Vance has appeared on the campaign trail in support of Trump. In the hours following the Trump rally shooting, Vance posted on X saying, “The central premise of the Biden campaign is that President Donald Trump is an authoritarian fascist who must be stopped at all costs. That rhetoric led directly to President Trump's attempted assassination.”
Vance wasn’t always a Trump supporter. But he has long had connections to Silicon Valley through his former life as a venture capitalist, including to longtime Trump supporter and investor Peter Thiel. Since winning his Senate race in 2022, Vance has come out as an ardent Trump supporter and a critic of big tech companies, and could play a key role in shaping how a Trump administration would approach the industry.
Vance’s 2016 memoir Hillbilly Elegy is about growing up in poverty in the Rust Belt, and he branded himself as someone who understood—and could explain—the forces of discontent that led to Trump’s victory. At the time, Vance referred to himself as a “never-Trump guy,” even going so far as to reportedly speculate that Trump could be “America’s Hitler” in a 2016 text message. The text was made public in 2022 by a former Yale Law School classmate of Vance’s.
But since Trump’s 2016 victory, Vance has become more aligned with the former president. In a 2021 interview with Time, Vance explained his change of heart, saying he “sort of got Trump’s issues from the beginning. I just thought that this guy was not serious and was not going to be able to really make progress on the issues I cared about.”
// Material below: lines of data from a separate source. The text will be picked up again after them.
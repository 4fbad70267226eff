//! Custom error types for sitepilot
//!
//! Provides a unified error handling system across all modules.

use std::path::PathBuf;
use std::time::Duration;

use thiserror::Error;

/// Main error type for sitepilot operations
#[derive(Error, Debug)]
pub enum SitepilotError {
    /// A required login field could not be found, or sign-in did not complete
    #[error("Authentication error: {0}")]
    Authentication(String),

    /// A bounded poll expired before its condition held
    #[error("Timed out after {waited:?} waiting for {what}")]
    LoadTimeout { what: String, waited: Duration },

    /// A single browser command failed; the browser is still usable
    #[error("Browser error: {0}")]
    Browser(String),

    /// The browser process or driver itself failed
    #[error("Browser driver fault: {0}")]
    DriverFault(String),

    /// Agent-browser not installed
    #[error("agent-browser not found. Install with: npm install -g agent-browser && agent-browser install")]
    AgentBrowserNotFound,

    /// Another run holds the browser profile
    #[error("Browser profile or session at {path} is locked by another run ({holder}). Wait for it to finish or remove the lock file if it is stale")]
    ProfileLocked { path: PathBuf, holder: String },

    /// A critical step exhausted its attempts
    #[error("Step '{step}' failed after {attempts} attempt(s): {reason}")]
    StepFailed {
        step: String,
        attempts: u32,
        reason: String,
    },

    /// The operator ended the run during a manual handoff
    #[error("Operator ended the run at step '{0}'")]
    OperatorAborted(String),

    /// Configuration errors
    #[error("Configuration error: {0}")]
    Config(String),

    /// JSON parsing errors
    #[error("JSON error: {0}")]
    Json(#[from] serde_json::Error),

    /// TOML parsing errors
    #[error("TOML error: {0}")]
    Toml(#[from] toml::de::Error),

    /// IO errors
    #[error("IO error: {0}")]
    Io(#[from] std::io::Error),

    /// Generic error for other cases
    #[error("{0}")]
    Other(String),
}

/// Convenience Result type for sitepilot operations
pub type Result<T> = std::result::Result<T, SitepilotError>;

impl SitepilotError {
    /// Create a browser command error
    pub fn browser(msg: impl Into<String>) -> Self {
        Self::Browser(msg.into())
    }

    /// Create a driver fault
    pub fn driver(msg: impl Into<String>) -> Self {
        Self::DriverFault(msg.into())
    }

    /// Create an authentication error
    pub fn auth(msg: impl Into<String>) -> Self {
        Self::Authentication(msg.into())
    }

    /// Create a config error
    pub fn config(msg: impl Into<String>) -> Self {
        Self::Config(msg.into())
    }

    /// Create a load timeout
    pub fn timeout(what: impl Into<String>, waited: Duration) -> Self {
        Self::LoadTimeout {
            what: what.into(),
            waited,
        }
    }

    /// Whether this error means the browser can no longer be driven.
    ///
    /// Fatal errors abort the run immediately; everything else is handled by
    /// the locator or the engine's retry policy.
    pub fn is_fatal(&self) -> bool {
        matches!(self, Self::DriverFault(_) | Self::AgentBrowserNotFound)
    }
}

#[cfg(test)]
mod tests {
    use super::*;

    #[test]
    fn test_fatal_classification() {
        assert!(SitepilotError::driver("chrome crashed").is_fatal());
        assert!(SitepilotError::AgentBrowserNotFound.is_fatal());
        assert!(!SitepilotError::auth("no email field").is_fatal());
        assert!(!SitepilotError::browser("element detached").is_fatal());
        assert!(!SitepilotError::timeout("publish button", Duration::from_secs(15)).is_fatal());
    }

    #[test]
    fn test_step_failed_message() {
        let err = SitepilotError::StepFailed {
            step: "site-name".to_string(),
            attempts: 3,
            reason: "no candidate matched".to_string(),
        };
        assert_eq!(
            err.to_string(),
            "Step 'site-name' failed after 3 attempt(s): no candidate matched"
        );
    }
}
#[tokio::test]
async fn test_builtin_site_builder_captures_published_link() {
    let dir = tempfile::tempdir().unwrap();
    let mut vars = BTreeMap::new();
    vars.insert("site_name".to_string(), "Evans Mathibe".to_string());
    let plan = StepCatalog::builtin()
        .get("site-builder")
        .unwrap()
        .resolve(&vars)
        .unwrap();

    // Session already signed in; no create button, the editor is open
    let browser = Arc::new(
        FakeBrowser::new()
            .with_element(LocatorCandidate::placeholder("Enter a site name"))
            .with_element(LocatorCandidate::xpath("//button[contains(text(),'Continue')]"))
            .with_element(LocatorCandidate::xpath("//button[contains(text(),'Publish')]"))
            .with_attribute(
                LocatorCandidate::css("a[href*='sites.google.com/view']"),
                "href",
                "https://sites.google.com/view/evans-mathibe",
            ),
    );

    let report = runner(config(dir.path()))
        .execute(browser.clone(), plan, &creds())
        .await
        .unwrap();

    let artifact = &report.artifact;
    assert_eq!(artifact.status, ArtifactStatus::Success, "{:?}", artifact.error);
    assert_eq!(
        artifact.url.as_deref(),
        Some("https://sites.google.com/view/evans-mathibe")
    );
    assert!(artifact.steps.iter().any(|s| s.contains("'open-create' skipped")));
    assert!(artifact.steps.iter().any(|s| s.contains("'confirm-publish' skipped")));
    assert_eq!(typed(&browser), vec!["Evans Mathibe"]);
}

#[tokio::test]
async fn test_every_run_leaves_one_terminal_artifact() {
    let dir = tempfile::tempdir().unwrap();
    let runs = dir.path().join("runs");

    for browser in [
        FakeBrowser::new().with_element(name_field()).with_element(publish_button()),
        FakeBrowser::new(),
        FakeBrowser::new().crash_after(4),
    ] {
        runner(config(dir.path()))
            .execute(Arc::new(browser), plan(), &creds())
            .await
            .unwrap();
    }

    let artifacts: Vec<_> = fs::read_dir(&runs)
        .unwrap()
        .filter_map(|e| e.ok())
        .map(|e| e.path())
        .filter(|p| p.extension().is_some_and(|x| x == "json"))
        .collect();
    assert_eq!(artifacts.len(), 3);
    for path in artifacts {
        let value: serde_json::Value = serde_json::from_str(&fs::read_to_string(&path).unwrap()).unwrap();
        let status = value["status"].as_str().unwrap();
        assert!(["success", "failed"].contains(&status), "{}: {}", path.display(), status);
        assert_ne!(status, "starting");
    }
}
During his Senate campaign in 2022, Vance met with Trump, who later endorsed him. “Like some others, J.D. Vance may have said some not so great things about me in the past, but he gets it now, and I have seen that in spades,” the former president said in a statement at the time. Vance has since said that he would not have voted to certify the results of the 2020 election, allowing states to send multiple electors, which former vice president Mike Pence refused to do.
Vance is no stranger to the world of tech and venture capital and has long had connections in Silicon Valley. In 2020 he started an Ohio-based venture capital fund, Narya Capital. Billionaire and right-wing backer Peter Thiel, Marc Andreessen, Eric Schmidt, and Scott Dorsey were all investors. He also worked for Thiel’s own fund, Mithril Capital, and Thiel also backed Vance’s successful 2022 Senate run. In June, Vance attended a fundraising dinner for Trump, hosted by tech investor David Sacks.
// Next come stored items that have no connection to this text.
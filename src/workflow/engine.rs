//! Workflow engine
//!
//! Drives one [`WorkflowRun`] through sign-in, the ordered steps and
//! publishing. Each step is located with ordered fallback, retried up to the
//! configured budget, and on exhaustion either skipped (best-effort steps),
//! handed to the operator (interactive runs) or turned into a failure.

use std::sync::Arc;

use tracing::{debug, info, warn};

use crate::automation::{AuthOutcome, CredentialSession, ElementLocator, Located, Waiter};
use crate::browser::Browser;
use crate::core::config::{Config, WaitConfig};
use crate::core::{CompletionCheck, Credentials, Result, SitepilotError, StepKind, WorkflowStep};
use crate::recorder::{Checkpoint, ResultRecorder};
use crate::workflow::handoff::{HandoffRequest, Operator, OperatorDecision};
use crate::workflow::state::{WorkflowRun, WorkflowState};
use crate::workflow::steps::WorkflowPlan;

/// How a single step ended
#[derive(Debug, Clone, PartialEq, Eq)]
pub enum StepOutcome {
    /// The action ran and its completion check held
    Done { attempts: u32 },
    /// A best-effort step could not be performed
    Skipped { reason: String },
    /// A critical step used up its attempts
    Exhausted { reason: String, attempts: u32 },
}

/// Executes a resolved plan against a browser
pub struct WorkflowEngine {
    browser: Arc<dyn Browser>,
    locator: ElementLocator,
    waiter: Waiter,
    session: CredentialSession,
    /// Present in interactive mode
    operator: Option<Arc<dyn Operator>>,
    waits: WaitConfig,
    plan: WorkflowPlan,
}

impl WorkflowEngine {
    pub fn new(browser: Arc<dyn Browser>, waiter: Waiter, config: &Config, plan: WorkflowPlan) -> Self {
        let locator = ElementLocator::new(browser.clone(), waiter.clone());
        let session = CredentialSession::new(
            browser.clone(),
            waiter.clone(),
            config.auth.clone(),
            config.waits.clone(),
            plan.login_url.clone(),
        );
        Self {
            browser,
            locator,
            waiter,
            session,
            operator: None,
            waits: config.waits.clone(),
            plan,
        }
    }

    /// Hand exhausted critical steps to `operator` instead of failing
    pub fn with_operator(mut self, operator: Arc<dyn Operator>) -> Self {
        self.operator = Some(operator);
        self
    }

    pub fn is_interactive(&self) -> bool {
        self.operator.is_some()
    }

    pub fn plan(&self) -> &WorkflowPlan {
        &self.plan
    }

    /// A fresh run over this engine's plan
    pub fn new_run(&self) -> WorkflowRun {
        WorkflowRun::new(self.plan.steps.clone())
    }

    /// Run the workflow to a terminal state.
    ///
    /// On error the run is marked failed and an on-error screenshot is
    /// attempted before the error is returned.
    pub async fn drive(
        &mut self,
        run: &mut WorkflowRun,
        recorder: &mut ResultRecorder,
        credentials: &Credentials,
    ) -> Result<()> {
        match self.execute(run, recorder, credentials).await {
            Ok(()) => Ok(()),
            Err(e) => {
                run.fail(e.to_string());
                recorder.checkpoint(self.browser.as_ref(), Checkpoint::OnError).await;
                Err(e)
            }
        }
    }

    async fn execute(
        &mut self,
        run: &mut WorkflowRun,
        recorder: &mut ResultRecorder,
        credentials: &Credentials,
    ) -> Result<()> {
        run.transition(WorkflowState::LoggingIn)?;
        run.record(format!("signing in via {}", self.plan.login_url));
        recorder.checkpoint(self.browser.as_ref(), Checkpoint::PreLogin).await;

        match self.session.authenticate(credentials).await? {
            AuthOutcome::AlreadyAuthenticated => run.record("session already signed in"),
            AuthOutcome::SignedIn => run.record("signed in"),
        }
        recorder.checkpoint(self.browser.as_ref(), Checkpoint::PostLogin).await;

        run.transition(WorkflowState::Creating)?;
        self.browser.navigate(&self.plan.start_url).await?;
        self.waiter.fixed_delay(self.waits.after_navigation()).await;
        run.record(format!("opened {}", self.plan.start_url));
        recorder.checkpoint(self.browser.as_ref(), Checkpoint::PreEdit).await;

        let mut post_edit_taken = false;
        while let Some(step) = run.current_step().cloned() {
            let index = run.index();
            if step.kind == StepKind::Publish && !post_edit_taken {
                recorder.checkpoint(self.browser.as_ref(), Checkpoint::PostEdit).await;
                post_edit_taken = true;
            }
            run.transition(WorkflowState::for_step(step.kind, index))?;

            match self.run_step(&step).await? {
                StepOutcome::Done { attempts } => {
                    run.record(format!(
                        "step '{}' done: {} (attempt {})",
                        step.name,
                        step.action.describe(),
                        attempts
                    ));
                    if step.kind == StepKind::Create {
                        run.mark_created();
                    }
                    run.advance();
                }
                StepOutcome::Skipped { reason } => {
                    run.record(format!("step '{}' skipped: {}", step.name, reason));
                    run.advance();
                }
                StepOutcome::Exhausted { reason, attempts } => {
                    self.escalate(run, recorder, &step, index, reason, attempts)
                        .await?;
                }
            }
        }

        if !post_edit_taken {
            recorder.checkpoint(self.browser.as_ref(), Checkpoint::PostEdit).await;
        }
        run.transition(WorkflowState::Publishing)?;

        if let Some(url) = run.url().map(str::to_string) {
            run.record(format!("published at {} (reported by operator)", url));
        } else {
            let url = self.capture_url().await?;
            match &url {
                Some(url) => run.record(format!("published at {}", url)),
                None => run.record("published; page URL unavailable"),
            }
            run.set_url(url);
        }
        run.transition(WorkflowState::Succeeded)?;
        info!(workflow = %self.plan.name, "workflow succeeded");
        Ok(())
    }

    /// Deal with an exhausted critical step. Returns `Ok` when the run should
    /// go on (the index tells where), `Err` when it ends here.
    async fn escalate(
        &mut self,
        run: &mut WorkflowRun,
        recorder: &mut ResultRecorder,
        step: &WorkflowStep,
        index: usize,
        reason: String,
        attempts: u32,
    ) -> Result<()> {
        let Some(operator) = self.operator.clone() else {
            return Err(SitepilotError::StepFailed {
                step: step.name.clone(),
                attempts,
                reason,
            });
        };

        let state = WorkflowState::for_step(step.kind, index);
        run.transition(WorkflowState::PausedForManual(index))?;
        run.record(format!("step '{}' handed to operator: {}", step.name, reason));
        recorder.checkpoint(self.browser.as_ref(), Checkpoint::ManualHandoff).await;

        let request = HandoffRequest {
            step: step.name.clone(),
            kind: step.kind,
            state: state.to_string(),
            attempts,
            reason,
            candidates: step.candidates.iter().map(ToString::to_string).collect(),
            current_url: self.browser.current_url().await.ok(),
        };

        match operator.request_manual(&request).await? {
            OperatorDecision::Resume { url } => {
                run.record(format!("operator completed '{}' by hand", step.name));
                if step.kind == StepKind::Create {
                    run.mark_created();
                }
                if let Some(url) = url {
                    run.set_url(Some(url));
                }
                let next = match step.kind {
                    StepKind::Publish => run.steps().len(),
                    StepKind::Create | StepKind::Fill => {
                        run.first_publish_index().unwrap_or(run.steps().len())
                    }
                };
                run.skip_to(next);
                Ok(())
            }
            OperatorDecision::Retry => {
                run.record(format!("operator asked to retry '{}'", step.name));
                Ok(())
            }
            OperatorDecision::Abort => {
                run.mark_operator_closed();
                Err(SitepilotError::OperatorAborted(step.name.clone()))
            }
        }
    }

    /// Attempt a step up to its budget. Best-effort steps get one attempt.
    pub async fn run_step(&self, step: &WorkflowStep) -> Result<StepOutcome> {
        let critical = step.is_critical();
        let max_attempts = if critical {
            self.waits.max_step_attempts.max(1)
        } else {
            1
        };

        let mut reason = String::new();
        for attempt in 1..=max_attempts {
            match self.attempt_step(step).await {
                Ok(()) => return Ok(StepOutcome::Done { attempts: attempt }),
                Err(e) if e.is_fatal() => return Err(e),
                Err(e) => reason = e.to_string(),
            }
            warn!(step = %step.name, attempt, max_attempts, %reason, "step attempt failed");
        }

        if critical {
            Ok(StepOutcome::Exhausted {
                reason,
                attempts: max_attempts,
            })
        } else {
            Ok(StepOutcome::Skipped { reason })
        }
    }

    async fn attempt_step(&self, step: &WorkflowStep) -> Result<()> {
        if let Some(url) = &step.navigate {
            self.browser.navigate(url).await?;
            self.waiter.fixed_delay(self.waits.after_navigation()).await;
        }

        let before = match step.completion {
            CompletionCheck::UrlChanged => Some(self.browser.current_url().await?),
            _ => None,
        };

        let located = self
            .locator
            .locate_within(&step.candidates, self.waits.element_timeout())
            .await?;
        let Located::Found { element, index } = located else {
            return Err(SitepilotError::browser(format!(
                "none of {} candidate(s) matched",
                step.candidates.len()
            )));
        };
        debug!(step = %step.name, candidate = %element.candidate, index, "step target located");

        for (i, interaction) in step.action.interactions().iter().enumerate() {
            if i > 0 {
                self.waiter.fixed_delay(self.waits.after_action()).await;
            }
            self.locator.act(&element, interaction).await?;
        }
        self.waiter.fixed_delay(self.waits.after_action()).await;

        self.check_completion(&step.completion, before.as_deref()).await
    }

    async fn check_completion(&self, check: &CompletionCheck, before: Option<&str>) -> Result<()> {
        let timeout = self.waits.element_timeout();
        match check {
            CompletionCheck::None => Ok(()),
            CompletionCheck::UrlContains { fragment } => {
                let browser = self.browser.clone();
                self.waiter
                    .poll_until(&format!("URL containing '{}'", fragment), timeout, || {
                        let browser = browser.clone();
                        let fragment = fragment.clone();
                        async move {
                            let url = browser.current_url().await?;
                            Ok::<_, SitepilotError>(url.contains(&fragment))
                        }
                    })
                    .await
            }
            CompletionCheck::UrlChanged => {
                let browser = self.browser.clone();
                let before = before.unwrap_or_default().to_string();
                self.waiter
                    .poll_until("URL to change", timeout, || {
                        let browser = browser.clone();
                        let before = before.clone();
                        async move {
                            let url = browser.current_url().await?;
                            Ok::<_, SitepilotError>(url != before)
                        }
                    })
                    .await
            }
            CompletionCheck::ElementPresent { candidates } => {
                match self.locator.locate_within(candidates, timeout).await? {
                    Located::Found { .. } => Ok(()),
                    Located::NotFound { .. } => {
                        Err(SitepilotError::timeout("completion element", timeout))
                    }
                }
            }
        }
    }

    /// Published URL: the capture element's attribute when configured and
    /// present, else the current page URL. Non-fatal lookup errors leave it
    /// unknown.
    async fn capture_url(&self) -> Result<Option<String>> {
        if let Some(capture) = &self.plan.url_capture {
            match self.locator.locate(&capture.candidates).await? {
                Located::Found { element, .. } => {
                    match self.browser.attribute(&element, &capture.attribute).await {
                        Ok(Some(value)) if !value.trim().is_empty() => {
                            return Ok(Some(value.trim().to_string()))
                        }
                        Ok(_) => debug!(attribute = %capture.attribute, "capture element has no value"),
                        Err(e) if e.is_fatal() => return Err(e),
                        Err(e) => warn!(error = %e, "reading published URL failed"),
                    }
                }
                Located::NotFound { .. } => debug!("no published link on page, using current URL"),
            }
        }

        match self.browser.current_url().await {
            Ok(url) if !url.is_empty() => Ok(Some(url)),
            Ok(_) => Ok(None),
            Err(e) if e.is_fatal() => Err(e),
            Err(e) => {
                warn!(error = %e, "reading current URL failed");
                Ok(None)
            }
        }
    }
}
Vance is an investor in Rumble, alongside Thiel, a YouTube alternative favored by the right due to its lack of content moderation. The company’s website describes the platform as “immune to cancel culture” and reported 67 million monthly active users at the end of 2023. Rumble has hosted Russian propaganda, and reporting from WIRED earlier this year found that the company is being investigated by the Securities and Exchange Commission.
During his campaign, Vance advocated for the repeal of Section 230, the law that protects platforms from being legally responsible for the content that users post, but only for large platforms, saying that the law should protect smaller alternative platforms (of which Rumble is one). “Voters really want us to do something about the tech industry,” he said in the 2022 Time interview.
“President Trump’s new Truth Social, or GETTR, or any of the alternative platforms that we’re using, we need to reform it in a way that protects them, to protect new entries into this market, while destroying the stranglehold and the power of big tech,” Vance said in a 2022 forum.
Other contenders for Trump’s VP pick included North Dakota governor Doug Burgum, Florida senator Marco Rubio, South Carolina senator Tim Scott, New York congressperson Elise Stefanik, former Fox News host Tucker Carlson, South Dakota governor Kristi Noem, and former presidential contender Vivek Ramaswamy, among others.